* [Collected data]:

-.-.-

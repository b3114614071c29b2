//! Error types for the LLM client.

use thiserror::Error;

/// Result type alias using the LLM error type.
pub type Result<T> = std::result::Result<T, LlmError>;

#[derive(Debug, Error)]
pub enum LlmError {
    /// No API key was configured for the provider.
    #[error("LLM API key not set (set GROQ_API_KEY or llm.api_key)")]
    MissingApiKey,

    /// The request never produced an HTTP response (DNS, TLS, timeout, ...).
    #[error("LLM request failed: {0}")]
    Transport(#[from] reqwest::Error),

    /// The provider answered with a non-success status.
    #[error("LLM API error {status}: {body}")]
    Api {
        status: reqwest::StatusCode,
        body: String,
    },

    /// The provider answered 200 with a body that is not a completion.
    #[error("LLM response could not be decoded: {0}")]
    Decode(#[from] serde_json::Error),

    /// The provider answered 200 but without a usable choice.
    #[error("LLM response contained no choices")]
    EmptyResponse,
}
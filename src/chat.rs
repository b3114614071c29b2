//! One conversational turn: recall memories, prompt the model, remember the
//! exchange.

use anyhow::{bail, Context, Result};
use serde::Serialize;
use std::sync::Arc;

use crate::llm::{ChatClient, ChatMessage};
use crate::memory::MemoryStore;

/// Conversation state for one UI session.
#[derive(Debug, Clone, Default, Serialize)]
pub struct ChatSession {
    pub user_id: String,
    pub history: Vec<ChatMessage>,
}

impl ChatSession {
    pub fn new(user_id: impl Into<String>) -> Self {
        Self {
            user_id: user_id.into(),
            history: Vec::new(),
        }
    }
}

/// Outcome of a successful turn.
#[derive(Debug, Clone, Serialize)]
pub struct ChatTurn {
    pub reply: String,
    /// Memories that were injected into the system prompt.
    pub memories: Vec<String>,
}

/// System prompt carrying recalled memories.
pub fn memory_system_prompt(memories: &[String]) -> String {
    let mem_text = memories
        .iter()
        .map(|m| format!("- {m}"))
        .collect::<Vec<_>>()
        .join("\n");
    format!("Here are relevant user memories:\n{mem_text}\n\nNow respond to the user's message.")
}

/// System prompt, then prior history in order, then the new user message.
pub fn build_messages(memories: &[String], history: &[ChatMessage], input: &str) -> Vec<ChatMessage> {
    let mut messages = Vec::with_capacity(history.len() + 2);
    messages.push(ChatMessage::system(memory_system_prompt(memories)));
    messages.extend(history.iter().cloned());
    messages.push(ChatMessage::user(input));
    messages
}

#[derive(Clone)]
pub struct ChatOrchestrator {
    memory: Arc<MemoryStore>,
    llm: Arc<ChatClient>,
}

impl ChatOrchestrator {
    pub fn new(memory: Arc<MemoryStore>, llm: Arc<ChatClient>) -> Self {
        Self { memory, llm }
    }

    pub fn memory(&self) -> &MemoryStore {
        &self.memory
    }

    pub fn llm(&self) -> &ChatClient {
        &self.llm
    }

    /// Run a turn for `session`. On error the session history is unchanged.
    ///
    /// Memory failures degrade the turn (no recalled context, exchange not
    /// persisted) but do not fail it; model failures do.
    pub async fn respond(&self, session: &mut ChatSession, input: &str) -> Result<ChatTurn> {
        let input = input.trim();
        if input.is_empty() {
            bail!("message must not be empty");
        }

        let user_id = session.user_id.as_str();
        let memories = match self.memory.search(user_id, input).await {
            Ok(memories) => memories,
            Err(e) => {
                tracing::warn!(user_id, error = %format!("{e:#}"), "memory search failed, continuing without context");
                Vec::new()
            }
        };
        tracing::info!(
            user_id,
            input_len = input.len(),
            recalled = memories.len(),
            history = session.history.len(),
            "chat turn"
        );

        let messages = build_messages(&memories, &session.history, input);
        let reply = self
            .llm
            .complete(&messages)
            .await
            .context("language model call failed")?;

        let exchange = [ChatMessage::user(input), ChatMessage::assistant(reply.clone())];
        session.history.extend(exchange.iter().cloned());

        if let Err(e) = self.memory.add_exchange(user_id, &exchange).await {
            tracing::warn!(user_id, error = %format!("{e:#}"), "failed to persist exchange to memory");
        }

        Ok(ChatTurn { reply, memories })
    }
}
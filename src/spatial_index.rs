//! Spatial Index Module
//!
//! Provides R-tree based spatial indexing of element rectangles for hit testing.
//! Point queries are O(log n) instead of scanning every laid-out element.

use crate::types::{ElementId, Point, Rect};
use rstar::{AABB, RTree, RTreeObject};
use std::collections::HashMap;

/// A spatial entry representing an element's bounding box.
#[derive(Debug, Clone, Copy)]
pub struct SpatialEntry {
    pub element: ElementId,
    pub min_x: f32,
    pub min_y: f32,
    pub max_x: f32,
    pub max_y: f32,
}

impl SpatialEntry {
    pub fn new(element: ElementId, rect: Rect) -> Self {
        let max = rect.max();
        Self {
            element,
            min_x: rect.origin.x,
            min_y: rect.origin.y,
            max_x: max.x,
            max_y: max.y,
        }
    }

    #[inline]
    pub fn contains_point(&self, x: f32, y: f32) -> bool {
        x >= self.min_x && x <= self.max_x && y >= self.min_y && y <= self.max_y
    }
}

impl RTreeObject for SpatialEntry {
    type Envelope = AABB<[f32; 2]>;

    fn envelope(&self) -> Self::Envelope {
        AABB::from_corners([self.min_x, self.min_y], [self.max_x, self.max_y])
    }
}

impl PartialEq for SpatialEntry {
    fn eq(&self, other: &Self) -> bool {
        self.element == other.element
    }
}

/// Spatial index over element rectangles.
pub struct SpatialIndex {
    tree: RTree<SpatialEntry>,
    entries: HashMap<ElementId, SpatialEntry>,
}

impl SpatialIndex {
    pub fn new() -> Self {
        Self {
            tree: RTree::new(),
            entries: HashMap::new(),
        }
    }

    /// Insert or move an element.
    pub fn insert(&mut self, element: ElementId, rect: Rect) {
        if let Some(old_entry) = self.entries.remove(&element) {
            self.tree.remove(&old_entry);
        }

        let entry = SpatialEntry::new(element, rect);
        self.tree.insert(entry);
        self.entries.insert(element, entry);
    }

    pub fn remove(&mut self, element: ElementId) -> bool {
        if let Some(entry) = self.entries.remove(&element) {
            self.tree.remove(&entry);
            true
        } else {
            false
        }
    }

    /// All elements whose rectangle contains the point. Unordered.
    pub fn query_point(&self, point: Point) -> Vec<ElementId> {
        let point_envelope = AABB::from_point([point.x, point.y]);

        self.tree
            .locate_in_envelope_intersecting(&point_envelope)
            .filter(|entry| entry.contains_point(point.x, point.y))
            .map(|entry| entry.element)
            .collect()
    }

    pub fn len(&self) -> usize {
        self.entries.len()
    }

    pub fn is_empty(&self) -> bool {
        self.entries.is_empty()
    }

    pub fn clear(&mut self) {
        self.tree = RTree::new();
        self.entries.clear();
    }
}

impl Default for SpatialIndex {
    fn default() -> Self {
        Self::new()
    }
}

-.-.-

Print the entries once more, character for character.

repository b3114614071c29b2
//! Error types for the LLM client.

use thiserror::Error;

/// Result type alias using the LLM error type.
pub type Result<T> = std::result::Result<T, LlmError>;

#[derive(Debug, Error)]
pub enum LlmError {
    /// No API key was configured for the provider.
    #[error("LLM API key not set (set GROQ_API_KEY or llm.api_key)")]
    MissingApiKey,

    /// The request never produced an HTTP response (DNS, TLS, timeout, ...).
    #[error("LLM request failed: {0}")]
    Transport(#[from] reqwest::Error),

    /// The provider answered with a non-success status.
    #[error("LLM API error {status}: {body}")]
    Api {
        status: reqwest::StatusCode,
        body: String,
    },

    /// The provider answered 200 with a body that is not a completion.
    #[error("LLM response could not be decoded: {0}")]
    Decode(#[from] serde_json::Error),

    /// The provider answered 200 but without a usable choice.
    #[error("LLM response contained no choices")]
    EmptyResponse,
}
filename src/chat.rs
repository b3114614071c29b2
//! One conversational turn: recall memories, prompt the model, remember the
//! exchange.

use anyhow::{bail, Context, Result};
use serde::Serialize;
use std::sync::Arc;

use crate::llm::{ChatClient, ChatMessage};
use crate::memory::MemoryStore;

/// Conversation state for one UI session.
#[derive(Debug, Clone, Default, Serialize)]
pub struct ChatSession {
    pub user_id: String,
    pub history: Vec<ChatMessage>,
}

impl ChatSession {
    pub fn new(user_id: impl Into<String>) -> Self {
        Self {
            user_id: user_id.into(),
            history: Vec::new(),
        }
    }
}

/// Outcome of a successful turn.
#[derive(Debug, Clone, Serialize)]
pub struct ChatTurn {
    pub reply: String,
    /// Memories that were injected into the system prompt.
    pub memories: Vec<String>,
}

/// System prompt carrying recalled memories.
pub fn memory_system_prompt(memories: &[String]) -> String {
    let mem_text = memories
        .iter()
        .map(|m| format!("- {m}"))
        .collect::<Vec<_>>()
        .join("\n");
    format!("Here are relevant user memories:\n{mem_text}\n\nNow respond to the user's message.")
}

/// System prompt, then prior history in order, then the new user message.
pub fn build_messages(memories: &[String], history: &[ChatMessage], input: &str) -> Vec<ChatMessage> {
    let mut messages = Vec::with_capacity(history.len() + 2);
    messages.push(ChatMessage::system(memory_system_prompt(memories)));
    messages.extend(history.iter().cloned());
    messages.push(ChatMessage::user(input));
    messages
}

#[derive(Clone)]
pub struct ChatOrchestrator {
    memory: Arc<MemoryStore>,
    llm: Arc<ChatClient>,
}

impl ChatOrchestrator {
    pub fn new(memory: Arc<MemoryStore>, llm: Arc<ChatClient>) -> Self {
        Self { memory, llm }
    }

    pub fn memory(&self) -> &MemoryStore {
        &self.memory
    }

    pub fn llm(&self) -> &ChatClient {
        &self.llm
    }

    /// Run a turn for `session`. On error the session history is unchanged.
    ///
    /// Memory failures degrade the turn (no recalled context, exchange not
    /// persisted) but do not fail it; model failures do.
    pub async fn respond(&self, session: &mut ChatSession, input: &str) -> Result<ChatTurn> {
        let input = input.trim();
        if input.is_empty() {
            bail!("message must not be empty");
        }

        let user_id = session.user_id.as_str();
        let memories = match self.memory.search(user_id, input).await {
            Ok(memories) => memories,
            Err(e) => {
                tracing::warn!(user_id, error = %format!("{e:#}"), "memory search failed, continuing without context");
                Vec::new()
            }
        };
        tracing::info!(
            user_id,
            input_len = input.len(),
            recalled = memories.len(),
            history = session.history.len(),
            "chat turn"
        );

        let messages = build_messages(&memories, &session.history, input);
        let reply = self
            .llm
            .complete(&messages)
            .await
            .context("language model call failed")?;

        let exchange = [ChatMessage::user(input), ChatMessage::assistant(reply.clone())];
        session.history.extend(exchange.iter().cloned());

        if let Err(e) = self.memory.add_exchange(user_id, &exchange).await {
            tracing::warn!(user_id, error = %format!("{e:#}"), "failed to persist exchange to memory");
        }

        Ok(ChatTurn { reply, memories })
    }
}
filename src/spatial_index.rs
//! Spatial Index Module
//!
//! Provides R-tree based spatial indexing of element rectangles for hit testing.
//! Point queries are O(log n) instead of scanning every laid-out element.

use crate::types::{ElementId, Point, Rect};
use rstar::{AABB, RTree, RTreeObject};
use std::collections::HashMap;

/// A spatial entry representing an element's bounding box.
#[derive(Debug, Clone, Copy)]
pub struct SpatialEntry {
    pub element: ElementId,
    pub min_x: f32,
    pub min_y: f32,
    pub max_x: f32,
    pub max_y: f32,
}

impl SpatialEntry {
    pub fn new(element: ElementId, rect: Rect) -> Self {
        let max = rect.max();
        Self {
            element,
            min_x: rect.origin.x,
            min_y: rect.origin.y,
            max_x: max.x,
            max_y: max.y,
        }
    }

    #[inline]
    pub fn contains_point(&self, x: f32, y: f32) -> bool {
        x >= self.min_x && x <= self.max_x && y >= self.min_y && y <= self.max_y
    }
}

impl RTreeObject for SpatialEntry {
    type Envelope = AABB<[f32; 2]>;

    fn envelope(&self) -> Self::Envelope {
        AABB::from_corners([self.min_x, self.min_y], [self.max_x, self.max_y])
    }
}

impl PartialEq for SpatialEntry {
    fn eq(&self, other: &Self) -> bool {
        self.element == other.element
    }
}

/// Spatial index over element rectangles.
pub struct SpatialIndex {
    tree: RTree<SpatialEntry>,
    entries: HashMap<ElementId, SpatialEntry>,
}

impl SpatialIndex {
    pub fn new() -> Self {
        Self {
            tree: RTree::new(),
            entries: HashMap::new(),
        }
    }

    /// Insert or move an element.
    pub fn insert(&mut self, element: ElementId, rect: Rect) {
        if let Some(old_entry) = self.entries.remove(&element) {
            self.tree.remove(&old_entry);
        }

        let entry = SpatialEntry::new(element, rect);
        self.tree.insert(entry);
        self.entries.insert(element, entry);
    }

    pub fn remove(&mut self, element: ElementId) -> bool {
        if let Some(entry) = self.entries.remove(&element) {
            self.tree.remove(&entry);
            true
        } else {
            false
        }
    }

    /// All elements whose rectangle contains the point. Unordered.
    pub fn query_point(&self, point: Point) -> Vec<ElementId> {
        let point_envelope = AABB::from_point([point.x, point.y]);

        self.tree
            .locate_in_envelope_intersecting(&point_envelope)
            .filter(|entry| entry.contains_point(point.x, point.y))
            .map(|entry| entry.element)
            .collect()
    }

    pub fn len(&self) -> usize {
        self.entries.len()
    }

    pub fn is_empty(&self) -> bool {
        self.entries.is_empty()
    }

    pub fn clear(&mut self) {
        self.tree = RTree::new();
        self.entries.clear();
    }
}

impl Default for SpatialIndex {
    fn default() -> Self {
        Self::new()
    }
}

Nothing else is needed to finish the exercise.